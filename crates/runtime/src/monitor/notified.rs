use std::collections::HashSet;
use std::sync::Arc;
use std::time::Duration;

use tokio::time::{sleep, Instant};
use tracing::{info, warn};

use crate::aggregate::stats_from_event_log;
use crate::event_log::{EventLog, EventLogError};
use crate::events::MatchEventType;
use crate::metrics::PoolRunStats;
use crate::registry::TicketRegistry;

/// Resolves a pool's tickets from the event log instead of describing them.
/// Waits for submission to finish, then polls the log until every submitted
/// ticket has a terminal record or the readiness wait runs out.
pub struct EventLogMonitor {
    pool_name: String,
    key_prefix: String,
    log: Arc<dyn EventLog>,
    registry: Arc<TicketRegistry>,
    poll_interval: Duration,
    readiness_wait: Duration,
}

impl EventLogMonitor {
    pub fn new(
        pool_name: impl Into<String>,
        key_prefix: impl Into<String>,
        log: Arc<dyn EventLog>,
        registry: Arc<TicketRegistry>,
        poll_interval: Duration,
        readiness_wait: Duration,
    ) -> Self {
        Self {
            pool_name: pool_name.into(),
            key_prefix: key_prefix.into(),
            log,
            registry,
            poll_interval,
            readiness_wait,
        }
    }

    async fn resolve_logged_tickets(&self) -> Result<usize, EventLogError> {
        let mut logged = HashSet::new();
        for event_types in [&MatchEventType::SUCCESS[..], &MatchEventType::FAILURES[..]] {
            for record in self.log.query(&self.key_prefix, event_types).await? {
                logged.insert(record.ticket_id);
            }
        }

        let mut resolved = 0;
        for ticket_id in logged {
            if self.registry.remove(&ticket_id).await {
                resolved += 1;
            }
        }
        Ok(resolved)
    }

    pub async fn run(self) -> Result<PoolRunStats, EventLogError> {
        while !self.registry.is_submission_finished() {
            sleep(self.poll_interval).await;
        }

        let deadline = Instant::now() + self.readiness_wait;
        loop {
            self.resolve_logged_tickets().await?;
            if self.registry.active_count().await == 0 || Instant::now() >= deadline {
                break;
            }
            sleep(self.poll_interval.min(deadline.saturating_duration_since(Instant::now()))).await;
        }

        let mut stats = stats_from_event_log(self.log.as_ref(), &self.key_prefix).await?;
        let unresolved = self.registry.active_count().await;
        if unresolved > 0 {
            warn!(
                pool = self.pool_name.as_str(),
                unresolved, "event log has no terminal record for some tickets"
            );
            stats.mark_unresolved(unresolved);
        }
        info!(
            pool = self.pool_name.as_str(),
            completed = stats.completed(),
            failed = stats.failed(),
            "event log aggregation finished"
        );
        Ok(stats)
    }
}

#[cfg(test)]
mod tests {
    use std::sync::Arc;
    use std::time::Duration;

    use super::EventLogMonitor;
    use crate::event_log::InMemoryEventLog;
    use crate::events::{EventRecord, MatchEventType};
    use crate::registry::TicketRegistry;

    fn monitor(log: Arc<InMemoryEventLog>, registry: Arc<TicketRegistry>) -> EventLogMonitor {
        EventLogMonitor::new(
            "Classic1",
            "bench-4-Classic1-",
            log,
            registry,
            Duration::from_secs(3),
            Duration::from_secs(30),
        )
    }

    #[tokio::test(start_paused = true)]
    async fn waits_for_late_records() {
        let log = Arc::new(InMemoryEventLog::new());
        let registry = Arc::new(TicketRegistry::new());
        registry.register("bench-4-Classic1-aaaa").await;
        registry.register("bench-4-Classic1-bbbb").await;
        registry.finish_submission();
        log.append([EventRecord::new(
            "bench-4-Classic1-aaaa",
            MatchEventType::MatchmakingSucceeded,
            5.0,
        )])
        .await;

        let late_log = Arc::clone(&log);
        tokio::spawn(async move {
            tokio::time::sleep(Duration::from_secs(7)).await;
            late_log
                .append([EventRecord::new(
                    "bench-4-Classic1-bbbb",
                    MatchEventType::MatchmakingFailed,
                    9.0,
                )])
                .await;
        });

        let stats = monitor(log, Arc::clone(&registry)).run().await.unwrap();

        assert_eq!(stats.completed(), 1);
        assert_eq!(stats.failed(), 1);
        assert_eq!(stats.unresolved(), 0);
        assert!(registry.is_drained().await);
    }

    #[tokio::test(start_paused = true)]
    async fn missing_records_are_unresolved_after_wait() {
        let log = Arc::new(InMemoryEventLog::new());
        let registry = Arc::new(TicketRegistry::new());
        registry.register("bench-4-Classic1-aaaa").await;
        registry.finish_submission();

        let started = tokio::time::Instant::now();
        let stats = monitor(log, registry).run().await.unwrap();

        assert_eq!(stats.completed(), 0);
        assert_eq!(stats.unresolved(), 1);
        assert!(started.elapsed() >= Duration::from_secs(30));
    }
}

• • • •

» Instructions for the task: Print every line of the records above without a single difference.

» Result:
filename crates/runtime/src/monitor/notified.rs
use std::collections::HashSet;
use std::sync::Arc;
use std::time::Duration;

use tokio::time::{sleep, Instant};
use tracing::{info, warn};

use crate::aggregate::stats_from_event_log;
use crate::event_log::{EventLog, EventLogError};
use crate::events::MatchEventType;
use crate::metrics::PoolRunStats;
use crate::registry::TicketRegistry;

/// Resolves a pool's tickets from the event log instead of describing them.
/// Waits for submission to finish, then polls the log until every submitted
/// ticket has a terminal record or the readiness wait runs out.
pub struct EventLogMonitor {
    pool_name: String,
    key_prefix: String,
    log: Arc<dyn EventLog>,
    registry: Arc<TicketRegistry>,
    poll_interval: Duration,
    readiness_wait: Duration,
}

impl EventLogMonitor {
    pub fn new(
        pool_name: impl Into<String>,
        key_prefix: impl Into<String>,
        log: Arc<dyn EventLog>,
        registry: Arc<TicketRegistry>,
        poll_interval: Duration,
        readiness_wait: Duration,
    ) -> Self {
        Self {
            pool_name: pool_name.into(),
            key_prefix: key_prefix.into(),
            log,
            registry,
            poll_interval,
            readiness_wait,
        }
    }

    async fn resolve_logged_tickets(&self) -> Result<usize, EventLogError> {
        let mut logged = HashSet::new();
        for event_types in [&MatchEventType::SUCCESS[..], &MatchEventType::FAILURES[..]] {
            for record in self.log.query(&self.key_prefix, event_types).await? {
                logged.insert(record.ticket_id);
            }
        }

        let mut resolved = 0;
        for ticket_id in logged {
            if self.registry.remove(&ticket_id).await {
                resolved += 1;
            }
        }
        Ok(resolved)
    }

    pub async fn run(self) -> Result<PoolRunStats, EventLogError> {
        while !self.registry.is_submission_finished() {
            sleep(self.poll_interval).await;
        }

        let deadline = Instant::now() + self.readiness_wait;
        loop {
            self.resolve_logged_tickets().await?;
            if self.registry.active_count().await == 0 || Instant::now() >= deadline {
                break;
            }
            sleep(self.poll_interval.min(deadline.saturating_duration_since(Instant::now()))).await;
        }

        let mut stats = stats_from_event_log(self.log.as_ref(), &self.key_prefix).await?;
        let unresolved = self.registry.active_count().await;
        if unresolved > 0 {
            warn!(
                pool = self.pool_name.as_str(),
                unresolved, "event log has no terminal record for some tickets"
            );
            stats.mark_unresolved(unresolved);
        }
        info!(
            pool = self.pool_name.as_str(),
            completed = stats.completed(),
            failed = stats.failed(),
            "event log aggregation finished"
        );
        Ok(stats)
    }
}

#[cfg(test)]
mod tests {
    use std::sync::Arc;
    use std::time::Duration;

    use super::EventLogMonitor;
    use crate::event_log::InMemoryEventLog;
    use crate::events::{EventRecord, MatchEventType};
    use crate::registry::TicketRegistry;

    fn monitor(log: Arc<InMemoryEventLog>, registry: Arc<TicketRegistry>) -> EventLogMonitor {
        EventLogMonitor::new(
            "Classic1",
            "bench-4-Classic1-",
            log,
            registry,
            Duration::from_secs(3),
            Duration::from_secs(30),
        )
    }

    #[tokio::test(start_paused = true)]
    async fn waits_for_late_records() {
        let log = Arc::new(InMemoryEventLog::new());
        let registry = Arc::new(TicketRegistry::new());
        registry.register("bench-4-Classic1-aaaa").await;
        registry.register("bench-4-Classic1-bbbb").await;
        registry.finish_submission();
        log.append([EventRecord::new(
            "bench-4-Classic1-aaaa",
            MatchEventType::MatchmakingSucceeded,
            5.0,
        )])
        .await;

        let late_log = Arc::clone(&log);
        tokio::spawn(async move {
            tokio::time::sleep(Duration::from_secs(7)).await;
            late_log
                .append([EventRecord::new(
                    "bench-4-Classic1-bbbb",
                    MatchEventType::MatchmakingFailed,
                    9.0,
                )])
                .await;
        });

        let stats = monitor(log, Arc::clone(&registry)).run().await.unwrap();

        assert_eq!(stats.completed(), 1);
        assert_eq!(stats.failed(), 1);
        assert_eq!(stats.unresolved(), 0);
        assert!(registry.is_drained().await);
    }

    #[tokio::test(start_paused = true)]
    async fn missing_records_are_unresolved_after_wait() {
        let log = Arc::new(InMemoryEventLog::new());
        let registry = Arc::new(TicketRegistry::new());
        registry.register("bench-4-Classic1-aaaa").await;
        registry.finish_submission();

        let started = tokio::time::Instant::now();
        let stats = monitor(log, registry).run().await.unwrap();

        assert_eq!(stats.completed(), 0);
        assert_eq!(stats.unresolved(), 1);
        assert!(started.elapsed() >= Duration::from_secs(30));
    }
}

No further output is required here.